The windows look funny without nothing but sky and water on the other side, but that will be resolved when I enclose the other sides of the building. For now, the south facade at least is complete.
I next turned my attention to the thinner towers directly behind the ones you see here. Like the towers in front, these had their spires completely revised in Order of the Phoenix, but I’m still working on the Prisoner of Azkaban version for now. There’s still a long way to go with the Durham area of the castle, but this is already starting to really change the look of the front of Hogwarts:
One of my favorite details on these less prominent towers looks like something out of the Winchester Mystery House: a door that opens from the battered base of the tower into midair, with no balcony or stairs or anything, a good couple of stories above the ground. Take a look toward the bottom of the tower:
No idea why they included this door – nor whether it’s also present on the identical tower on the other side, though the extremely minimal photographic coverage of that area seems to suggest that it’s not. (I also know the door disappeared in the digital DH/FB version of the castle.) In any case, my model omits the door on the other tower and attempts to include as much detail on the neighboring walls as can be divined from the available reference. Those constitute one of the most hidden areas of the castle, so if you miraculously find any overhead shots that peer into it, please comment!
The beginnings of the central tower are visible right below the camera. You can also see that I’m starting to get cautious with my symmetry. While the footprint of this part of the castle was indeed symmetrical in the original Sorcerer’s Stone design, changes to the adjacent areas in the third film necessitated shortening the area on the right that corresponds to Durham’s south transept. Below I’ve given us X-ray vision so we can get an impossible angle. Take a look at the walls on the right with the three windows – those are the ones that got shortened on the opposite side.
As we get to the transepts, the similarities between the Hogwarts miniature and the real-world Durham Cathedral become more and more evident. There are still discrepancies, though; I’m favoring the VFX miniature’s design in those areas, especially since this part of the actual cathedral isn’t even seen in the films.
I’ll round out today’s post with some untextured orthographic views of the entire Prisoner of Azkaban model as of this moment. Coming along!

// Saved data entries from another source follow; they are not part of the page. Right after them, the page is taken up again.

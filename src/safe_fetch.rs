//! The only path to the network.
//!
//! Every request the crate makes (pages, sitemaps, robots.txt, assets, link
//! checks) goes through [`SafeFetcher::fetch`], which:
//!
//! 1. rejects non-HTTP(S) schemes and denylisted hostnames,
//! 2. rejects IP literals in private, loopback or link-local ranges,
//! 3. resolves hostnames through [`PolicyResolver`], so every address the client
//!    connects to is the address that was checked (no DNS rebinding window),
//! 4. sends the request with redirects disabled in the client,
//! 5. follows 3xx responses by hand, repeating 1-3 for each hop.

use crate::error::FetchError;
use crate::http_client::{DEFAULT_USER_AGENT, build_http_client};
use reqwest::dns::{Addrs, Name, Resolve, Resolving};
use reqwest::{Client, Method, Response, StatusCode, header};
use std::net::{IpAddr, Ipv4Addr, Ipv6Addr, SocketAddr};
use std::time::Duration;
use url::{Host, Url};

pub const DEFAULT_MAX_REDIRECTS: usize = 10;

const BLOCKED_HOSTNAMES: &[&str] = &[
    "localhost",
    "metadata.google.internal",
    "metadata",
    "kubernetes.default",
];

const BLOCKED_HOST_SUFFIXES: &[&str] = &[".local", ".internal", ".corp", ".lan"];

const BLOCKED_V4: &[(Ipv4Addr, u8, &str)] = &[
    (Ipv4Addr::new(0, 0, 0, 0), 8, "unspecified"),
    (Ipv4Addr::new(127, 0, 0, 0), 8, "loopback"),
    (Ipv4Addr::new(10, 0, 0, 0), 8, "private"),
    (Ipv4Addr::new(172, 16, 0, 0), 12, "private"),
    (Ipv4Addr::new(192, 168, 0, 0), 16, "private"),
    (Ipv4Addr::new(169, 254, 0, 0), 16, "link-local"),
    (Ipv4Addr::new(100, 64, 0, 0), 10, "shared address space"),
    (Ipv4Addr::new(198, 18, 0, 0), 15, "benchmarking"),
];

const BLOCKED_V6: &[(Ipv6Addr, u8, &str)] = &[
    (Ipv6Addr::new(0, 0, 0, 0, 0, 0, 0, 0), 128, "unspecified"),
    (Ipv6Addr::new(0, 0, 0, 0, 0, 0, 0, 1), 128, "loopback"),
    (Ipv6Addr::new(0xfe80, 0, 0, 0, 0, 0, 0, 0), 10, "link-local"),
    (Ipv6Addr::new(0xfc00, 0, 0, 0, 0, 0, 0, 0), 7, "unique-local"),
];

P.S. If you haven’t subscribed to my new YouTube channel, I’d recommend it. I don’t have much content up there yet, mainly because the project is still very much a work in progress, but especially when we start getting into the final stages, I’d imagine I’ll be posting a lot of videos. I did recently post the raw visual effects shot of Hogwarts I created for the teaser for Les Fondateurs 2: La Quête de Gryffondor (The Founders 2: Gryffindor’s Quest).
With the SS/COS grand staircase side project complete, let’s hop back over to the main model!

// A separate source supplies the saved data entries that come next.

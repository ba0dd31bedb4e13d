//! Normalization of metadata input into the flat [`ResolvedMetadata`] shape.
//!
//! Callers may hand over either the flat record or a nested, framework-style
//! object (`openGraph`, `twitter`, `alternates`, `icons`, `robots` as an object,
//! `title` with `default`/`absolute`). Rules only ever see the flat shape.

use crate::models::{ImageRef, ResolvedMetadata};
use serde_json::{Map, Value};
use std::collections::BTreeMap;

const NESTED_MARKERS: &[&str] = &["openGraph", "twitter", "icons", "alternates", "other"];

#[derive(Debug, Clone)]
pub enum MetadataInput {
    Flat(ResolvedMetadata),
    Nested(Map<String, Value>),
}

impl MetadataInput {
    /// Picks the shape by looking for keys only the nested form uses.
    pub fn from_value(value: Value) -> Result<Self, serde_json::Error> {
        match value {
            Value::Object(map) if is_nested(&map) => Ok(MetadataInput::Nested(map)),
            other => Ok(MetadataInput::Flat(serde_json::from_value(other)?)),
        }
    }

    pub fn normalize(self) -> ResolvedMetadata {
        normalize_metadata(self)
    }
}

fn is_nested(map: &Map<String, Value>) -> bool {
    NESTED_MARKERS.iter().any(|key| map.contains_key(*key))
        || map.get("title").is_some_and(Value::is_object)
        || map.get("robots").is_some_and(Value::is_object)
}

pub fn normalize_metadata(input: MetadataInput) -> ResolvedMetadata {
    match input {
        MetadataInput::Flat(flat) => flat,
        MetadataInput::Nested(map) => normalize_nested(&map),
    }
}

fn normalize_nested(map: &Map<String, Value>) -> ResolvedMetadata {
    let open_graph = map.get("openGraph");
    let twitter = map.get("twitter");
    let alternates = map.get("alternates");

    ResolvedMetadata {
        title: map.get("title").and_then(title_text),
        description: string_at(map.get("description")),
        canonical: alternates.and_then(|a| string_at(a.get("canonical"))),
        og_title: open_graph.and_then(|og| string_at(og.get("title"))),
        og_description: open_graph.and_then(|og| string_at(og.get("description"))),
        og_image: open_graph.and_then(|og| og.get("images")).and_then(first_url),
        og_type: open_graph.and_then(|og| string_at(og.get("type"))),
        twitter_card: twitter.and_then(|t| string_at(t.get("card"))),
        twitter_title: twitter.and_then(|t| string_at(t.get("title"))),
        twitter_description: twitter.and_then(|t| string_at(t.get("description"))),
        robots: map.get("robots").and_then(robots_directive),
        alternates: alternates
            .and_then(|a| a.get("languages"))
            .and_then(Value::as_object)
            .map(|languages| {
                languages
                    .iter()
                    .filter_map(|(locale, url)| url.as_str().map(|u| (locale.clone(), u.to_string())))
                    .collect::<BTreeMap<_, _>>()
            })
            .filter(|languages| !languages.is_empty()),
        structured_data: map
            .get("structuredData")
            .or_else(|| map.get("jsonLd"))
            .map(|data| match data {
                Value::Array(items) => items.clone(),
                other => vec![other.clone()],
            }),
        viewport: map.get("viewport").and_then(viewport_directive),
        favicon: map.get("icons").and_then(icon_url),
        images: map.get("images").and_then(Value::as_array).map(|images| {
            images
                .iter()
                .filter_map(|img| {
                    let src = string_at(img.get("src"))?;
                    Some(ImageRef {
                        src,
                        alt: string_at(img.get("alt")),
                    })
                })
                .collect()
        }),
        h1s: map.get("h1s").and_then(Value::as_array).map(|h1s| {
            h1s.iter()
                .filter_map(|h| h.as_str().map(|s| s.to_string()))
                .collect()
        }),
        word_count: map
            .get("wordCount")
            .and_then(Value::as_u64)
            .map(|n| n as usize),
    }
}

fn string_at(value: Option<&Value>) -> Option<String> {
    value.and_then(Value::as_str).map(|s| s.to_string())
}

fn title_text(value: &Value) -> Option<String> {
    match value {
        Value::String(s) => Some(s.clone()),
        Value::Object(obj) => string_at(obj.get("absolute")).or_else(|| string_at(obj.get("default"))),
        _ => None,
    }
}

/// First URL out of a string, `{url}` object, or array of either.
fn first_url(value: &Value) -> Option<String> {
    match value {
        Value::String(s) => Some(s.clone()),
        Value::Object(obj) => string_at(obj.get("url")),
        Value::Array(items) => items.iter().find_map(first_url),
        _ => None,
    }
}

fn icon_url(value: &Value) -> Option<String> {
    match value {
        Value::Object(obj) => obj
            .get("icon")
            .or_else(|| obj.get("shortcut"))
            .and_then(first_url)
            .or_else(|| string_at(obj.get("url"))),
        other => first_url(other),
    }
}

fn robots_directive(value: &Value) -> Option<String> {
    match value {
        Value::String(s) => Some(s.clone()),
        Value::Object(obj) => {
            let index = obj.get("index").and_then(Value::as_bool).unwrap_or(true);
            let follow = obj.get("follow").and_then(Value::as_bool).unwrap_or(true);
            Some(format!(
                "{}, {}",
                if index { "index" } else { "noindex" },
                if follow { "follow" } else { "nofollow" }
            ))
        }
        _ => None,
    }
}

fn viewport_directive(value: &Value) -> Option<String> {
    match value {
        Value::String(s) => Some(s.clone()),
        Value::Object(obj) => {
            let mut parts = Vec::new();
            if let Some(width) = obj.get("width") {
                match width {
                    Value::String(s) => parts.push(format!("width={}", s)),
                    other => parts.push(format!("width={}", other)),
                }
            }
            if let Some(scale) = obj.get("initialScale") {
                parts.push(format!("initial-scale={}", scale));
            }
            (!parts.is_empty()).then(|| parts.join(", "))
        }
        _ => None,
    }
}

The basic layout of Hogwarts in all the films is divided into two halves – a wing to the south where you have things like the Great Hall and the marble staircase tower and Gryffindor Tower, and a north wing that’s largely based off of real-world architecture at Durham Cathedral and Alnwick Castle. There are three footpaths that connect these halves:
The viaduct, which is by far the most noticeable, as it’s the largest and it’s situated right out front. This one goes all the way back to Stuart Craig’s early concept designs, and it stayed virtually unchanged all the way till Deathly Hallows, when it was enlarged and reoriented to become the main route into the school. (A new stairway was added so that there were still three paths connecting the halves of the castle.)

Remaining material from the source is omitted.